Página de “Escuta, Formosa Márcia” Divulgação/Veneta
Moon e Bá começaram carreira com o aclamado fanzine underground “10 pãezinhos”, passando por revistas independentes e até uma adaptação da novela “O Alienista” (Quadrinhos na Cia, 2022), de Machado de Assis, para as HQs antes de “Daytripper”. A dupla também já trabalhou em parceria com Mike Mignola, criador do personagem Hellboy, publicou uma tira dominical na Folha de S.Paulo e adaptou para os quadrinhos o romance “Dois Irmãos” (Quadrinhos na Cia, 2015), de Milton Hatoum, e o conto “Como Falar com Garotas em Festas”, de Neil Gaiman. Mais recentemente, a HQ “Umbrella Academy” um trabalho de Bá em parceria com Gerard Way, vocalista da banda My Chemical Romance, virou uma série de sucesso na Netflix – com uma nova temporada a caminho em junho.
Nos últimos dois anos, no entanto, Moon conta que os irmãos não conseguiram trabalhar juntos devido ao isolamento.
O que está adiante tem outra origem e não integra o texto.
//! Clears cached credentials for a hosting service and provokes a fresh login.
//!
//! The OS credential store is reached through the `cmdkey` command line tool.
//! Every failure is collected and reported; none of them stop the sequence.

use crate::{
    error::AppError,
    git::Git,
    output,
    process::CommandRunner,
};

/// Credential store command line tool
pub const CMDKEY: &str = "cmdkey";
/// `cmdkey /delete` output when the identifier is unknown
const CMDKEY_NOT_FOUND: &str = "element not found";

/// Naming conventions and probe repository for one hosting service
#[derive(Debug, Clone, Copy)]
pub struct Service {
    pub name: &'static str,
    /// Lowercase substrings identifying the service's stored credentials
    pub patterns: &'static [&'static str],
    /// Identifiers written by older credential helpers
    pub legacy_targets: &'static [&'static str],
    /// Repository probed with `git ls-remote` to trigger authentication
    pub probe_url: &'static str,
}

impl Service {
    /// Case-insensitive match of a stored identifier against the patterns
    pub fn matches(&self, target: &str) -> bool {
        let target = target.to_lowercase();
        self.patterns.iter().any(|pattern| target.contains(pattern))
    }
}

pub const GITHUB: Service = Service {
    name: "GitHub",
    patterns: &["github"],
    legacy_targets: &[
        "git:https://github.com",
        "LegacyGeneric:target=git:https://github.com",
        "GitHub - https://api.github.com/",
        "gh:github.com:",
    ],
    probe_url: "https://github.com/git/git.git",
};

/// Access to the OS credential store
pub trait CredentialStore {
    /// Identifiers of every stored generic credential
    fn list_credentials(&self) -> Result<Vec<String>, AppError>;
    /// Deletes the credential with exactly this identifier.
    /// `Ok(false)` when no such credential exists.
    fn delete_credential(&self, target: &str) -> Result<bool, AppError>;
}

/// Windows credential store via `cmdkey`
#[derive(Debug)]
pub struct CmdKey<'a, R: CommandRunner + ?Sized> {
    runner: &'a R,
}

impl<'a, R: CommandRunner + ?Sized> CmdKey<'a, R> {
    pub fn new(runner: &'a R) -> Self {
        Self { runner }
    }
}

impl<R: CommandRunner + ?Sized> CredentialStore for CmdKey<'_, R> {
    fn list_credentials(&self) -> Result<Vec<String>, AppError> {
        let output = self.runner.run(CMDKEY, &["/list"])?.check(CMDKEY)?;
        Ok(parse_targets(&output.stdout))
    }

    fn delete_credential(&self, target: &str) -> Result<bool, AppError> {
        let arg = format!("/delete:{target}");
        let output = self.runner.run(CMDKEY, &[arg.as_str()])?;
        if !output.success()
            && [&output.stdout, &output.stderr]
                .iter()
                .any(|text| text.to_lowercase().contains(CMDKEY_NOT_FOUND))
        {
            return Ok(false);
        }
        output.check(CMDKEY)?;
        Ok(true)
    }
}

/// Extracts the values of `Target: <value>` lines from `cmdkey /list` output
pub fn parse_targets(listing: &str) -> Vec<String> {
    listing
        .lines()
        .filter_map(|line| line.trim().strip_prefix("Target:"))
        .map(str::trim)
        .filter(|target| !target.is_empty())
        .map(str::to_string)
        .collect()
}

/// What [`clear_and_reauth`] did
#[derive(Debug)]
pub struct InvalidationReport {
    pub service: &'static str,
    /// Set when the store could not be enumerated
    pub list_error: Option<AppError>,
    pub deleted: Vec<String>,
    pub failed: Vec<(String, AppError)>,
    pub legacy_deleted: Vec<String>,
    pub probe: Result<(), AppError>,
}

impl InvalidationReport {
    /// Prints a summary, one warning per failure
    pub fn print(&self) {
        if let Some(e) = &self.list_error {
            output::warn(&format!("could not list stored credentials: {e}"));
        }
        for (target, e) in &self.failed {
            output::warn(&format!("could not delete credential '{target}': {e}"));
        }

        let removed = self.deleted.len() + self.legacy_deleted.len();
        if removed == 0 {
            output::dim(&format!("no cached {} credentials found", self.service));
        } else {
            output::ok(&format!("removed {removed} cached {} credential(s)", self.service));
            for target in self.deleted.iter().chain(&self.legacy_deleted) {
                output::dim(target);
            }
        }

        match &self.probe {
            Ok(()) => output::ok(&format!("reached {}; sign in if your browser asks", self.service)),
            Err(e) => {
                output::warn(&format!("re-authentication probe failed: {e}"));
                output::info("run a git network command (e.g. `git fetch`) to sign in again");
            }
        }
    }
}

/// Deletes every cached credential for `service`, then probes the service so
/// the next sign-in happens now rather than on the user's next push.
pub fn clear_and_reauth<S, R>(store: &S, git: &Git<'_, R>, service: &Service) -> InvalidationReport
where
    S: CredentialStore + ?Sized,
    R: CommandRunner + ?Sized,
{
    let mut report = InvalidationReport {
        service: service.name,
        list_error: None,
        deleted: Vec::new(),
        failed: Vec::new(),
        legacy_deleted: Vec::new(),
        probe: Ok(()),
    };

    let matching: Vec<String> = match store.list_credentials() {
        Ok(targets) => targets
            .into_iter()
            .filter(|target| service.matches(target))
            .collect(),
        Err(e) => {
            report.list_error = Some(e);
            Vec::new()
        }
    };

    for target in matching {
        match store.delete_credential(&target) {
            Ok(true) => report.deleted.push(target),
            Ok(false) => {}
            Err(e) => report.failed.push((target, e)),
        }
    }

    for legacy in service.legacy_targets {
        let attempted = report
            .deleted
            .iter()
            .chain(report.failed.iter().map(|(target, _)| target))
            .any(|target| target == legacy);
        if attempted {
            continue;
        }
        match store.delete_credential(legacy) {
            Ok(true) => report.legacy_deleted.push(legacy.to_string()),
            Ok(false) => {}
            Err(e) => report.failed.push((legacy.to_string(), e)),
        }
    }

    report.probe = git.ls_remote(service.probe_url);
    report
}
Hoje, ainda em ritmo mais lento do que o usual, eles vêm retomando essa parceria. “Trabalhar junto – especialmente no mesmo lugar, como voltamos a fazer agora – não é a norma dos quadrinistas, mas ajuda a gente a abandonar essa sensação de que ninguém vê o que a gente faz”, revela o artista.
Além desses temas, Moon também conversa com Gama sobre a nova geração de quadrinistas brasileiros, a falta que fazem os eventos de quadrinhos e como anda esse mercado por aqui.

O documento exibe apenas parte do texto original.